The Draft Guidelines state that mergers between firms with overlapping innovation capabilities may reduce general innovation competition in "future product markets" even where the Commission cannot identify specific overlapping R&D projects.[35] Here again, ITIF rejects theories that conceive of harm in future product markets as far too speculative for general enforcement, and in this case risks condemning transactions involving firms simply because they have a general R&D program without any actual effects on specific R&D competition in an innovation market. This is a recipe for false positives that final guidelines should avoid.

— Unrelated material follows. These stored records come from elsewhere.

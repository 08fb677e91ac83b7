//! promhouse common types, label names, and errors.
//!
//! This crate provides the foundational types shared by the other crates:
//! - The decoded remote-write / remote-read protocol model
//! - The immutable [`Sample`] record that flows from ingestion to the writers
//! - Well-known label names and their routing semantics
//! - The unified error taxonomy with stable codes

pub mod error;
pub mod labels;
pub mod remote;
pub mod sample;

pub use error::{Error, Result};
pub use remote::{
    Label, LabelMatcher, MatchType, QuerySpec, ReadRequest, SamplePoint, TimeSeries, WriteRequest,
};
pub use sample::Sample;
//! End-to-end tests: write through the adapter into the in-memory store and
//! read the series back.

use async_trait::async_trait;
use std::sync::Arc;
use std::time::Duration;

use ph_common::sample::timestamp_from_millis;
use ph_common::{
    Label, LabelMatcher, MatchType, QuerySpec, ReadRequest, Sample, SamplePoint, TimeSeries,
    WriteRequest,
};
use ph_config::{AdapterConfig, JobEntry};
use ph_core::metrics::drop_reason;
use ph_core::{
    Adapter, AdapterMetrics, BatchWriter, JobDirectory, QuerySettings, QueryTranslator,
};
use ph_storage::{
    AggregationQuery, Connection, InsertStatement, MemoryStore, Row, StorageError, Store,
};
use tokio::sync::mpsc;

fn config(jobs: &[(&str, &str)]) -> AdapterConfig {
    let mut config = AdapterConfig::default();
    config.jobs = jobs.iter().map(|(n, t)| JobEntry::new(*n, *t)).collect();
    config.writer.batch_size = 16;
    config.writer.flush_interval_secs = 0;
    config.reader.table = "node_samples".into();
    config.reload.poll_interval_secs = 0;
    config
}

fn series(labels: &[(&str, &str)], points: &[(f64, i64)]) -> TimeSeries {
    TimeSeries {
        labels: labels.iter().map(|(n, v)| Label::new(*n, *v)).collect(),
        samples: points
            .iter()
            .map(|(value, timestamp_ms)| SamplePoint {
                value: *value,
                timestamp_ms: *timestamp_ms,
            })
            .collect(),
    }
}

fn start_node(store: &MemoryStore) -> Adapter {
    Adapter::start(&config(&[("node", "node_samples")]), Arc::new(store.clone())).unwrap()
}

fn hour_query() -> QuerySpec {
    QuerySpec::new(0, 3_600_000)
}

#[tokio::test]
async fn tags_round_trip_to_label_set() {
    let store = MemoryStore::new();
    let metrics = Arc::new(AdapterMetrics::new().unwrap());

    let mut sample = Sample::new(
        42.5,
        timestamp_from_millis(120_000),
        Arc::from(vec!["a=1".to_string(), "b=2".to_string()]),
    );
    sample.job = "node".into();

    let (tx, rx) = mpsc::channel(4);
    tx.send(sample).await.unwrap();
    drop(tx);
    let writer = BatchWriter::new(
        "node",
        InsertStatement::new("metrics", "node_samples"),
        4,
        None,
        Arc::clone(&metrics),
    );
    writer.run(Arc::new(store.clone()), rx).await;

    let mut settings = QuerySettings::default();
    settings.default_table = "node_samples".into();
    let translator = QueryTranslator::new(settings, Arc::new(JobDirectory::new()), metrics);
    let result = translator
        .read(
            &store,
            &ReadRequest {
                queries: vec![hour_query()],
            },
        )
        .await
        .unwrap();

    assert_eq!(result.len(), 1);
    assert_eq!(result[0].labels, vec![Label::new("a", "1"), Label::new("b", "2")]);
    assert_eq!(
        result[0].samples,
        vec![SamplePoint {
            value: 42.5,
            timestamp_ms: 120_000
        }]
    );
}

#[tokio::test]
async fn write_and_read_through_adapter() {
    let store = MemoryStore::new();
    let adapter = start_node(&store);

    let request = WriteRequest {
        timeseries: vec![
            series(
                &[("__name__", "up"), ("job", "node"), ("instance", "a:9100")],
                &[(1.0, 10_000), (0.0, 70_000)],
            ),
            series(
                &[("__name__", "up"), ("job", "node"), ("instance", "b:9100")],
                &[(1.0, 10_000)],
            ),
            series(&[("__name__", "load1"), ("job", "node")], &[(0.5, 10_000)]),
        ],
    };
    let summary = adapter.write(&request).await.unwrap();
    assert_eq!(summary.enqueued, 4);
    let report = adapter.shutdown().await;
    assert!(report.is_clean());
    assert_eq!(store.row_count("metrics", "node_samples"), 4);

    let spec = hour_query()
        .with_matcher(LabelMatcher::equal("job", "node"))
        .with_matcher(LabelMatcher::equal("__name__", "up"));
    let result = adapter
        .read(&ReadRequest {
            queries: vec![spec],
        })
        .await
        .unwrap();

    assert_eq!(result.len(), 2);
    assert_eq!(
        result[0].labels,
        vec![
            Label::new("__name__", "up"),
            Label::new("instance", "a:9100"),
            Label::new("job", "node"),
        ]
    );
    let timestamps: Vec<i64> = result[0].samples.iter().map(|p| p.timestamp_ms).collect();
    assert_eq!(timestamps, [10_000, 70_000]);
    assert_eq!(result[1].labels[1], Label::new("instance", "b:9100"));
}

#[tokio::test]
async fn regex_matchers_are_full_match() {
    let store = MemoryStore::new();
    let adapter = start_node(&store);
    let request = WriteRequest {
        timeseries: vec![
            series(&[("__name__", "http_requests"), ("job", "node")], &[(1.0, 0)]),
            series(&[("__name__", "my_http_requests"), ("job", "node")], &[(1.0, 0)]),
        ],
    };
    adapter.write(&request).await.unwrap();
    adapter.shutdown().await;

    let spec = hour_query().with_matcher(LabelMatcher::new(
        "__name__",
        MatchType::RegexMatch,
        "http_.*",
    ));
    let result = adapter
        .read(&ReadRequest {
            queries: vec![spec],
        })
        .await
        .unwrap();
    assert_eq!(result.len(), 1);
    assert!(result[0]
        .labels
        .contains(&Label::new("__name__", "http_requests")));
}

#[tokio::test]
async fn repeated_reads_are_identical() {
    let store = MemoryStore::new();
    let adapter = start_node(&store);
    let request = WriteRequest {
        timeseries: (0..20)
            .map(|i| {
                let host = format!("h{i}");
                let zone = if i % 2 == 0 { "eu" } else { "us" };
                series(
                    &[("job", "node"), ("zone", zone), ("host", host.as_str())],
                    &[(i as f64, 1_000 * i as i64)],
                )
            })
            .collect(),
    };
    adapter.write(&request).await.unwrap();
    adapter.shutdown().await;

    let read = ReadRequest {
        queries: vec![
            hour_query(),
            hour_query().with_matcher(LabelMatcher::equal("zone", "eu")),
        ],
    };
    let first = adapter.read(&read).await.unwrap();
    let second = adapter.read(&read).await.unwrap();
    assert_eq!(first, second);
    assert_eq!(first.len(), 20);
    assert_eq!(adapter.metrics().read_requests.get(), 2);
    assert_eq!(adapter.metrics().ignored_matchers.get(), 2);
}

#[tokio::test]
async fn label_values_with_y_diaeresis_keep_series_apart() {
    let store = MemoryStore::new();
    let adapter = start_node(&store);
    let request = WriteRequest {
        timeseries: vec![
            series(&[("job", "node"), ("a", "1\u{ff}b\u{ff}2")], &[(1.0, 60_000)]),
            series(&[("job", "node"), ("a", "1"), ("b", "2")], &[(2.0, 120_000)]),
        ],
    };
    adapter.write(&request).await.unwrap();
    adapter.shutdown().await;

    let result = adapter
        .read(&ReadRequest {
            queries: vec![hour_query()],
        })
        .await
        .unwrap();
    assert_eq!(result.len(), 2);
    assert!(result.iter().all(|s| s.samples.len() == 1));
}

#[tokio::test]
async fn duplicate_jobs_route_to_later_table() {
    let store = MemoryStore::new();
    let adapter = Adapter::start(
        &config(&[("node", "old_samples"), ("node", "node_samples")]),
        Arc::new(store.clone()),
    )
    .unwrap();
    assert_eq!(adapter.queued_jobs(), ["node"]);

    let request = WriteRequest {
        timeseries: vec![series(&[("job", "node")], &[(1.0, 0)])],
    };
    adapter.write(&request).await.unwrap();
    adapter.shutdown().await;
    assert_eq!(store.row_count("metrics", "node_samples"), 1);
    assert_eq!(store.row_count("metrics", "old_samples"), 0);
}

#[tokio::test]
async fn unknown_job_never_blocks_or_errors() {
    let store = MemoryStore::new();
    let mut cfg = config(&[("node", "node_samples")]);
    cfg.writer.batch_size = 1;
    let adapter = Adapter::start(&cfg, Arc::new(store.clone())).unwrap();

    let request = WriteRequest {
        timeseries: vec![series(
            &[("job", "nobody")],
            &(0..100).map(|i| (i as f64, i)).collect::<Vec<_>>(),
        )],
    };
    let summary = tokio::time::timeout(Duration::from_secs(5), adapter.write(&request))
        .await
        .expect("dispatch to unknown job must not block")
        .unwrap();
    assert_eq!(summary.dropped, 100);
    assert_eq!(adapter.metrics().dropped(drop_reason::UNKNOWN_JOB), 100);
    adapter.shutdown().await;
    assert_eq!(store.commit_count(), 0);
}

#[tokio::test]
async fn failing_spec_aborts_the_whole_read() {
    let adapter = Adapter::start(&config(&[]), Arc::new(MemoryStore::new())).unwrap();
    let read = ReadRequest {
        queries: vec![
            hour_query(),
            hour_query().with_matcher(LabelMatcher::new("__name__", MatchType::RegexMatch, "(")),
        ],
    };
    assert!(adapter.read(&read).await.is_err());
    assert_eq!(adapter.metrics().read_failures.get(), 1);
    adapter.shutdown().await;
}

/// A store whose selects always fail.
struct UnreachableStore;

#[async_trait]
impl Store for UnreachableStore {
    fn name(&self) -> &'static str {
        "unreachable"
    }

    async fn connect(&self) -> Result<Box<dyn Connection>, StorageError> {
        Err(StorageError::Connect("connection refused".into()))
    }

    async fn select(&self, _query: &AggregationQuery) -> Result<Vec<Row>, StorageError> {
        Err(StorageError::Query("connection refused".into()))
    }
}

#[tokio::test]
async fn store_error_surfaces_to_reader() {
    let adapter = Adapter::start(&config(&[("node", "node_samples")]), Arc::new(UnreachableStore))
        .unwrap();
    let err = adapter
        .read(&ReadRequest {
            queries: vec![hour_query()],
        })
        .await
        .unwrap_err();
    let err: ph_common::Error = err.into();
    assert_eq!(err.code(), 40);

    // Writes are accepted; the batch is lost at connect time on flush.
    adapter
        .write(&WriteRequest {
            timeseries: vec![series(&[("job", "node")], &[(1.0, 0)])],
        })
        .await
        .unwrap();
    let report = adapter.shutdown().await;
    assert_eq!(report.drained[0].batches_failed, 1);
    assert_eq!(adapter.metrics().failed(ph_core::metrics::stage::CONNECT), 1);
}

ITIF commends the Commission for its "innovation shield" to ensure that procompetitive transactions that help small firms achieve scale are not unduly chilled.[36] However, the conditions to benefit from the shield are too narrow, especially with respect to the exclusion of gatekeepers from benefiting from the innovation shield in certain circumstances. First, there is no requirement under the DMA to find that a gatekeeper has dominance and thus has the ability to harm competition-rather, gatekeepers and core platform services can be designated by revenue and user thresholds. Moreover, the Draft Guidelines do not even make clear that the limitations on gatekeepers in benefiting from the innovation shield apply only to core platform services, but in theory extend to any acquisition a gatekeeper may make even if there is no competition concern.
ITIF agrees with the Draft Guidelines that a "merger between a firm with market power (incumbent) and a potential competitor can eliminate an actual or future constraint on the incumbent" in a way that results in a SIEC, and which rightfully must involve an analysis of whether other "potential competitors could sufficiently constrain the competitive behavior of the incumbent firm(s)."[37] However, the Draft Guidelines fail to make clear that potential competition theories involving actual potential competition-or potential entrants that do not yet pose an actual constraint, but only a future one-should be limited to cases that involve an existing product market as opposed to an innovation market so as to avoid overly speculative enforcement that chills procompetitive transactions.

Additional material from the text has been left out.